NATO has deployed a rollback strategy in Afghanistan since 2001 to end the power of the Taliban.[2] The rollback strategy succeeded in Grenada in 1983.

Rollback of governments hostile to the U.S. took place in the American Civil War (1861–65), World War I (against Germany 1918), World War II (against Italy 1943, Germany 1945 and Japan 1945), 1953 Iranian coup d'état (against Mohammad Mosaddegh), 1954 Guatemalan coup (against Jacobo Árbenz), Panama (against Noriega, 1989), Afghanistan (against the Taliban 2001) and Iraq (against Saddam Hussein 2003). In September 2014, after ISIL had outraged public opinion by beheading two American journalists, President Obama announced, "America will lead a broad coalition to roll back this terrorist threat. Our objective is clear: we will degrade, and ultimately destroy, ISIL through a comprehensive and sustained counter-terrorism strategy."[3] When directed against an established government rollback is sometimes called "regime change".[4]

Terminology

The term "Rollback" was popularized in the 1940s and the 1950s, but the term is much older.

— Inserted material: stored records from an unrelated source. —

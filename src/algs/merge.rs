//! Merge several groups into one, locally or across processes.
//!
//! Points are unified by global id, first seen wins; the coordinates of
//! every later copy must agree within the geometric tolerance. Tetrahedra
//! are remapped and appended; a tetrahedron present in two inputs is a
//! conservation error. Interface faces that found their twin become interior
//! faces; the [`InterfacePolicy`] decides what happens to the rest.

use crate::algs::collective::agree;
use crate::algs::transport::{CommTag, Transport, Wait};
use crate::algs::wire::{decode_group, encode_group, group_payload_footprint};
use crate::geometry::metric::{Metric, MetricKind};
use crate::memory::MemoryBudget;
use crate::mesh_error::ParMeshError;
use crate::topology::entity::{FaceFlags, GlobalId, Point, PointFlags, UNASSIGNED_GID};
use crate::topology::group::{Group, footprint_of};
use hashbrown::{HashMap, HashSet};
use log::debug;

/// What to do with interface flags that survive a merge.
#[derive(Clone, Copy, Debug)]
pub enum InterfacePolicy<'a> {
    /// The result is the whole mesh: no interface remains.
    ClearAll,
    /// Keep every surviving flag (intermediate merges).
    KeepAll,
    /// Keep only entities still shared with other processes.
    KeepOnly {
        nodes: &'a HashSet<GlobalId>,
        faces: &'a HashSet<[GlobalId; 3]>,
    },
}

fn metric_kind_of(groups: &[Group]) -> Result<(MetricKind, bool), ParMeshError> {
    let mut with_metric = groups.iter().filter(|g| !g.is_empty() && !g.metric().is_empty());
    let first = with_metric.next();
    let kind = first.map_or_else(
        || groups.first().map_or(MetricKind::Isotropic, |g| g.metric().kind()),
        |g| g.metric().kind(),
    );
    if with_metric.any(|g| g.metric().kind() != kind) {
        return Err(ParMeshError::InvalidMetric(
            "cannot merge isotropic and anisotropic metrics".into(),
        ));
    }
    let present = first.is_some();
    if present
        && groups
            .iter()
            .any(|g| !g.is_empty() && g.metric().len() != g.n_points())
    {
        return Err(ParMeshError::InvalidMetric(
            "cannot merge groups with and without a metric".into(),
        ));
    }
    Ok((kind, present))
}

/// Merge `groups` into one group.
pub fn merge_groups(
    groups: Vec<Group>,
    policy: InterfacePolicy<'_>,
    tolerance: f64,
) -> Result<Group, ParMeshError> {
    let (kind, with_metric) = metric_kind_of(&groups)?;
    let expected: usize = groups.iter().map(Group::n_tetra).sum();
    let tol2 = tolerance * tolerance;

    let mut points: Vec<Point> = Vec::with_capacity(groups.iter().map(Group::n_points).sum());
    let mut tetras = Vec::with_capacity(expected);
    let mut metric = Metric::empty(kind);
    let mut by_gid: HashMap<GlobalId, usize> = HashMap::new();
    let mut seen_tetra: HashSet<[usize; 4]> = HashSet::with_capacity(expected);

    for group in groups.iter().filter(|g| !g.is_empty()) {
        let mut remap = Vec::with_capacity(group.n_points());
        for (i, p) in group.points().iter().enumerate() {
            let existing = (p.gid != UNASSIGNED_GID)
                .then(|| by_gid.get(&p.gid).copied())
                .flatten();
            match existing {
                Some(j) => {
                    let kept = &mut points[j];
                    if kept.dist2(p) > tol2 {
                        return Err(ParMeshError::MergeMismatch {
                            gid: p.gid,
                            reason: format!(
                                "copies at {:?} and {:?} differ",
                                kept.coords, p.coords
                            ),
                        });
                    }
                    if p.flags.contains(PointFlags::BOUNDARY) {
                        kept.flags.insert(PointFlags::BOUNDARY);
                    }
                    remap.push(j);
                }
                None => {
                    let j = points.len();
                    if p.gid != UNASSIGNED_GID {
                        by_gid.insert(p.gid, j);
                    }
                    points.push(*p);
                    if with_metric {
                        metric.push(group.metric().at(i));
                    }
                    remap.push(j);
                }
            }
        }
        for t in group.tetras() {
            let mut nt = *t;
            nt.v = t.v.map(|v| remap[v]);
            let mut key = nt.v;
            key.sort_unstable();
            if !seen_tetra.insert(key) {
                return Err(ParMeshError::MergeConservation {
                    expected,
                    found: tetras.len(),
                });
            }
            tetras.push(nt);
        }
    }

    let mut merged = Group::new(points, tetras, metric);
    resolve_interface(&mut merged, policy)?;
    if merged.n_tetra() != expected {
        return Err(ParMeshError::MergeConservation {
            expected,
            found: merged.n_tetra(),
        });
    }
    debug!(
        "merge: {} groups -> {} tetra, {} points",
        groups.len(),
        merged.n_tetra(),
        merged.n_points()
    );
    Ok(merged)
}

/// Drop interface flags of faces that found their twin, then apply `policy`
/// to the remaining ones and recompute the point flags.
fn resolve_interface(group: &mut Group, policy: InterfacePolicy<'_>) -> Result<(), ParMeshError> {
    let adj = group.adjacency(0)?;
    let mut on_face = vec![false; group.n_points()];
    let face_gids: Vec<[[GlobalId; 3]; 4]> = (0..group.n_tetra())
        .map(|k| [0, 1, 2, 3].map(|i| group.face_gids(k, i)))
        .collect();
    for (k, t) in group.tetras_mut().iter_mut().enumerate() {
        for i in 0..4 {
            if !t.faces[i].contains(FaceFlags::INTERFACE) {
                continue;
            }
            let keep = adj.is_free(k, i)
                && match policy {
                    InterfacePolicy::ClearAll => false,
                    InterfacePolicy::KeepAll => true,
                    InterfacePolicy::KeepOnly { faces, .. } => faces.contains(&face_gids[k][i]),
                };
            t.faces[i].set(FaceFlags::INTERFACE, keep);
            if keep {
                t.face_vertices(i).iter().for_each(|&v| on_face[v] = true);
            }
        }
    }
    for (v, p) in group.points_mut().iter_mut().enumerate() {
        let keep = match policy {
            InterfacePolicy::ClearAll => false,
            InterfacePolicy::KeepAll => p.is_interface() || on_face[v],
            InterfacePolicy::KeepOnly { nodes, .. } => {
                on_face[v] || (p.gid != UNASSIGNED_GID && nodes.contains(&p.gid))
            }
        };
        p.flags.set(PointFlags::INTERFACE, keep);
    }
    Ok(())
}

/// Merge groups that are charged against `budget`, reserving the merged
/// group's upper bound before building it. The inputs' charges are released;
/// on success the result is charged at its footprint.
pub fn merge_within(
    budget: &mut MemoryBudget,
    groups: Vec<Group>,
    policy: InterfacePolicy<'_>,
    tolerance: f64,
) -> Result<Group, ParMeshError> {
    let held: usize = groups.iter().map(Group::footprint).sum();
    let bound = footprint_of(
        groups.iter().map(Group::n_points).sum(),
        groups.iter().map(Group::n_tetra).sum(),
        groups.iter().map(|g| g.metric().values().len()).sum(),
    );
    let merged = budget.reserve(bound, "merge_groups").and_then(|()| {
        let merged = merge_groups(groups, policy, tolerance);
        budget.release(bound);
        merged
    });
    budget.release(held);
    let merged = merged?;
    budget.reserve(merged.footprint(), "merge_groups")?;
    Ok(merged)
}

/// Decode a group payload after reserving its footprint.
pub fn decode_within(budget: &mut MemoryBudget, bytes: &[u8]) -> Result<Group, ParMeshError> {
    let bytes_needed = group_payload_footprint(bytes)?;
    budget.reserve(bytes_needed, "decode_group")?;
    decode_group(bytes).map_err(|e| {
        budget.release(bytes_needed);
        e
    })
}

/// Merge every group of every rank into a single group on rank 0.
///
/// Ranks pair up along a binary tree: at stride `s`, rank `r` with
/// `r % 2s == s` sends its merged group to `r - s`. Each level ends with an
/// agreement so a failure on any rank stops all of them. Returns the whole
/// mesh on rank 0 and `None` elsewhere.
///
/// Groups in flight are charged against `budget` and every merge or decode
/// reserves its memory first. The returned mesh stays charged at its
/// footprint; nothing else remains charged on any rank.
pub fn merge_to_root<C: Transport>(
    comm: &C,
    budget: &mut MemoryBudget,
    groups: Vec<Group>,
    tolerance: f64,
) -> Result<Option<Group>, ParMeshError> {
    let (me, n) = (comm.rank(), comm.size());
    let held: usize = groups.iter().map(Group::footprint).sum();
    let local = budget
        .reserve(held, "merge_to_root")
        .and_then(|()| merge_within(budget, groups, InterfacePolicy::KeepAll, tolerance))
        .map(Some);
    let mut mine = settle(comm, budget, local)?;
    let mut stride = 1;
    while stride < n {
        let step = if me % (2 * stride) == stride {
            if let Some(g) = mine.take() {
                let payload = encode_group(&g);
                budget.release(g.footprint());
                drop(g);
                let _ = comm.isend(me - stride, CommTag::MERGE, &payload).wait();
            } else {
                let _ = comm.isend(me - stride, CommTag::MERGE, &[]).wait();
            }
            Ok(None)
        } else if me % (2 * stride) == 0 && me + stride < n {
            let donor = comm
                .irecv(me + stride, CommTag::MERGE)
                .wait()
                .ok_or_else(|| ParMeshError::CommError {
                    neighbor: me + stride,
                    reason: "no group received during merge".into(),
                })
                .and_then(|bytes| decode_within(budget, &bytes));
            match (mine.take(), donor) {
                (Some(own), Ok(donor)) => {
                    merge_within(budget, vec![own, donor], InterfacePolicy::KeepAll, tolerance)
                        .map(Some)
                }
                (own, Err(e)) => {
                    budget.release(own.map_or(0, |g| g.footprint()));
                    Err(e)
                }
                (None, Ok(donor)) => {
                    budget.release(donor.footprint());
                    Err(ParMeshError::MergeConservation {
                        expected: 1,
                        found: 0,
                    })
                }
            }
        } else {
            Ok(mine.take())
        };
        mine = settle(comm, budget, step)?;
        stride *= 2;
    }
    let root = match mine {
        Some(g) if me == 0 => {
            merge_within(budget, vec![g], InterfacePolicy::ClearAll, tolerance).map(Some)
        }
        Some(g) => {
            budget.release(g.footprint());
            Ok(None)
        }
        None => Ok(None),
    };
    settle(comm, budget, root)
}

/// Agree on a merge step; a group dropped because another rank failed gives
/// its charge back.
fn settle<C: Transport>(
    comm: &C,
    budget: &mut MemoryBudget,
    step: Result<Option<Group>, ParMeshError>,
) -> Result<Option<Group>, ParMeshError> {
    let held = match &step {
        Ok(Some(g)) => g.footprint(),
        _ => 0,
    };
    agree(comm, step).map_err(|e| {
        budget.release(held);
        e
    })
}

Some Britons, opposed to Russian oppression against Poland, proposed in 1835 a coalition that would be "united to roll back into its congenial steppes and deserts the tide of Russian barbarism."[5] Scottish novelist and military historian John Buchan in 1915 wrote of the American Indian Wars, "I cast back to my memory of the tales of Indian war, and could not believe but that the white man, if warned and armed, would rollback the Cherokees."[6]

During the Cold War

Early years

In American strategic language, rollback is the policy of totally annihilating an enemy armed forces and occupying the country, as was done in World War II to Italy, Germany, and Japan.[7][8]

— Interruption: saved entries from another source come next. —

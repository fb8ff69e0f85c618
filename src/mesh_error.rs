//! ParMeshError: unified error type for the parallel remeshing subsystem
//!
//! Every public operation returns `Result<_, ParMeshError>`. Each variant knows
//! which process-level [`Outcome`] it maps to, so the driver can reduce local
//! failures across the process set without inspecting error details.

use serde::{Deserialize, Serialize};
use thiserror::Error;

/// Process-level outcome code, ordered from best to worst.
///
/// The numeric values are what travels through the all-reduce of a phase
/// boundary, so `MAX` over the process set yields the worst outcome.
#[derive(
    Copy, Clone, Debug, Default, PartialEq, Eq, PartialOrd, Ord, Hash, Serialize, Deserialize,
)]
#[repr(i32)]
pub enum Outcome {
    /// Full convergence, valid result.
    #[default]
    Success = 0,
    /// Recoverable: the caller still receives a usable (possibly un-adapted) mesh.
    LowFailure = 1,
    /// Unrecoverable: the mesh, if any, must not be trusted.
    StrongFailure = 2,
}

impl Outcome {
    /// Code used on the wire.
    pub fn code(self) -> i32 {
        self as i32
    }

    /// Inverse of [`Outcome::code`]. Unknown codes are treated as the worst case.
    pub fn from_code(code: i32) -> Self {
        match code {
            0 => Outcome::Success,
            1 => Outcome::LowFailure,
            _ => Outcome::StrongFailure,
        }
    }

    /// The worse of two outcomes.
    pub fn worst(self, other: Outcome) -> Outcome {
        self.max(other)
    }

    pub fn is_success(self) -> bool {
        self == Outcome::Success
    }
}

impl std::fmt::Display for Outcome {
    fn fmt(&self, f: &mut std::fmt::Formatter<'_>) -> std::fmt::Result {
        let s = match self {
            Outcome::Success => "SUCCESS",
            Outcome::LowFailure => "LOW_FAILURE",
            Outcome::StrongFailure => "STRONG_FAILURE",
        };
        f.pad(s)
    }
}

/// Which communicator a check failure was detected on.
#[derive(Copy, Clone, Debug, PartialEq, Eq)]
pub enum CommKind {
    InternalNode,
    InternalFace,
    ExternalNode,
    ExternalFace,
}

impl std::fmt::Display for CommKind {
    fn fmt(&self, f: &mut std::fmt::Formatter<'_>) -> std::fmt::Result {
        let s = match self {
            CommKind::InternalNode => "internal node",
            CommKind::InternalFace => "internal face",
            CommKind::ExternalNode => "external node",
            CommKind::ExternalFace => "external face",
        };
        f.pad(s)
    }
}

/// Unified error type for parallel remeshing operations.
#[derive(Debug, Error, Clone, PartialEq)]
pub enum ParMeshError {
    /// Unsupported or contradictory remeshing options.
    #[error("invalid options: {0}")]
    InvalidOptions(String),
    /// The metric cannot be used with this mesh.
    #[error("invalid metric: {0}")]
    InvalidMetric(String),
    /// Driver configuration rejected before the loop started.
    #[error("invalid configuration: {0}")]
    InvalidConfig(String),
    /// An allocation would exceed the memory ceiling.
    #[error("{context}: exceeded max memory allowed ({requested} bytes requested, {current}/{max} in use)")]
    OutOfMemory {
        context: &'static str,
        requested: usize,
        current: usize,
        max: usize,
    },
    /// A tetrahedron references a point outside its group, or is degenerate.
    #[error("invalid tetra {tetra} in group {group}: {reason}")]
    InvalidTetra {
        group: usize,
        tetra: usize,
        reason: String,
    },
    /// A communicator failed one of its consistency checks.
    #[error("{kind} communicator check failed: {reason}")]
    CommCheck { kind: CommKind, reason: String },
    /// Communicators were read after a topology change without a rebuild.
    #[error("communicators are stale; rebuild required before `{0}`")]
    StaleCommunicators(&'static str),
    /// Two copies of an interface point disagree.
    #[error("merge mismatch on point gid {gid}: {reason}")]
    MergeMismatch { gid: u64, reason: String },
    /// Entity conservation broken by a merge or split.
    #[error("conservation violated: expected {expected} tetra, found {found}")]
    MergeConservation { expected: usize, found: usize },
    /// A fixed interface point moved or disappeared during local remeshing.
    #[error("interface point gid {gid} was modified by the local kernel")]
    InterfaceMoved { gid: u64 },
    /// Partitioning could not produce the requested parts.
    #[error("partitioning failed: {0}")]
    Partition(String),
    /// Transport-level failure talking to a neighbor.
    #[error("communication error with rank {neighbor}: {reason}")]
    CommError {
        neighbor: usize,
        reason: String,
    },
    /// Malformed wire payload.
    #[error("wire format error: {0}")]
    Wire(String),
    /// Preprocessing of a group failed; the group was restored to its input state.
    #[error("preprocessing of group {group} failed: {reason}")]
    Preprocess { group: usize, reason: String },
    /// Local remesh kernel failure, surfaced verbatim.
    #[error("local remesh kernel reported {outcome} on group {group}")]
    Kernel { group: usize, outcome: Outcome },
    /// Boundary surface could not be rebuilt on the merged mesh.
    #[error("boundary reconstruction failed: {0}")]
    Boundary(String),
    /// Another process failed; this process aborts with it.
    #[error("a peer process reported {outcome}")]
    PeerFailure { outcome: Outcome },
}

impl ParMeshError {
    /// Classification of this error into a process outcome.
    pub fn outcome(&self) -> Outcome {
        match self {
            ParMeshError::InvalidOptions(_)
            | ParMeshError::InvalidMetric(_)
            | ParMeshError::InvalidConfig(_)
            | ParMeshError::Preprocess { .. }
            | ParMeshError::Boundary(_) => Outcome::LowFailure,
            ParMeshError::Kernel { outcome, .. } | ParMeshError::PeerFailure { outcome } => {
                *outcome
            }
            ParMeshError::OutOfMemory { .. }
            | ParMeshError::InvalidTetra { .. }
            | ParMeshError::CommCheck { .. }
            | ParMeshError::StaleCommunicators(_)
            | ParMeshError::MergeMismatch { .. }
            | ParMeshError::MergeConservation { .. }
            | ParMeshError::InterfaceMoved { .. }
            | ParMeshError::Partition(_)
            | ParMeshError::CommError { .. }
            | ParMeshError::Wire(_) => Outcome::StrongFailure,
        }
    }

    pub(crate) fn comm_check(kind: CommKind, reason: impl Into<String>) -> Self {
        ParMeshError::CommCheck {
            kind,
            reason: reason.into(),
        }
    }
}

/// Outcome of a local result, `Success` when `Ok`.
pub fn outcome_of<T>(res: &Result<T, ParMeshError>) -> Outcome {
    match res {
        Ok(_) => Outcome::Success,
        Err(e) => e.outcome(),
    }
}

#[cfg(test)]
mod tests {
    use super::*;

    #[test]
    fn outcome_codes_order_by_severity() {
        assert!(Outcome::Success < Outcome::LowFailure);
        assert!(Outcome::LowFailure < Outcome::StrongFailure);
        for o in [Outcome::Success, Outcome::LowFailure, Outcome::StrongFailure] {
            assert_eq!(Outcome::from_code(o.code()), o);
        }
        assert_eq!(Outcome::from_code(17), Outcome::StrongFailure);
    }

    #[test]
    fn error_classification() {
        assert_eq!(
            ParMeshError::InvalidOptions("x".into()).outcome(),
            Outcome::LowFailure
        );
        assert_eq!(
            ParMeshError::comm_check(CommKind::ExternalNode, "len").outcome(),
            Outcome::StrongFailure
        );
        let oom = ParMeshError::OutOfMemory {
            context: "split",
            requested: 10,
            current: 5,
            max: 8,
        };
        assert_eq!(oom.outcome(), Outcome::StrongFailure);
        assert_eq!(
            ParMeshError::Kernel {
                group: 0,
                outcome: Outcome::LowFailure
            }
            .outcome(),
            Outcome::LowFailure
        );
        assert_eq!(
            ParMeshError::Boundary("open".into()).outcome(),
            Outcome::LowFailure
        );
    }

    #[test]
    fn comm_error_names_the_neighbor() {
        let e = ParMeshError::CommError {
            neighbor: 3,
            reason: "no group received during merge".into(),
        };
        assert_eq!(
            e.to_string(),
            "communication error with rank 3: no group received during merge"
        );
        assert_eq!(e.outcome(), Outcome::StrongFailure);
    }
}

The notion of military rollback against the Soviet Union was proposed by conservative strategist James Burnham[9] and other strategists in the late 1940s, and by the Truman Administration against North Korea in the Korean War. Much debated was the question whether the U.S. should pursue a rollback strategy against Communism in Eastern Europe in 1953–56; the decision was not to.[10]

Instead of military rollback the U.S. began a program of long-term psychological warfare to delegitimize Communist and pro-Communist regimes[citation needed] and help insurgents. These attempts began as early as 1945 in Eastern Europe, including efforts to provide weapons to independence fighters in the Baltic States and Ukraine. Another early effort was against Albania in 1949, following the defeat of Communist forces in the Greek Civil War that year. In this case, a force of agents was landed by the British and Americans to try to provoke a guerrilla war, but it failed. The operation had already been betrayed to the Soviets by the British double-agent Kim Philby, and led to the immediate capture or killing of the agents.[11] The process proved most successful in undermining the Soviet occupation of Afghanistan in the 1980s.[12]

Korea

In the Korean War, the United States and the United Nations officially endorsed a policy of rollback—the destruction of the North Korean government—and sent UN forces across the 38th parallel to take over North Korea.[13] The rollback strategy, however, caused the Chinese to intervene, and US forces were pushed back to the 38th parallel. The failure of a complete rollback despite its advocacy by MacArthur, moved the United States to commit to the alternate strategy of containment.[14] The U.S. had moved from a strategy of containment, to one of rollback, and returned to containment in late 1950-early 1951.[15]

China

A more ambitious effort was Operation Paper in November 1950; this included the arming and supplying of remnant Nationalist Chinese troops in eastern Burma, the 93rd Division under General Li Mi, to invade the southern Chinese province of Yunnan. All of Li Mi's brief forays into China were swiftly repulsed, and after another failure in August 1952, the United States began to scale back its support.[16][17]

Eisenhower and Dulles

Republican spokesman John Foster Dulles took the lead in promoting a rollback policy. He wrote in 1949:

We should make it clear to the tens of millions of restive subject people in Eastern Europe and Asia, that we do not accept the status quo of servitude aggressive Soviet Communism has imposed on them, and eventual liberation is an essential and enduring part of our foreign policy.[18]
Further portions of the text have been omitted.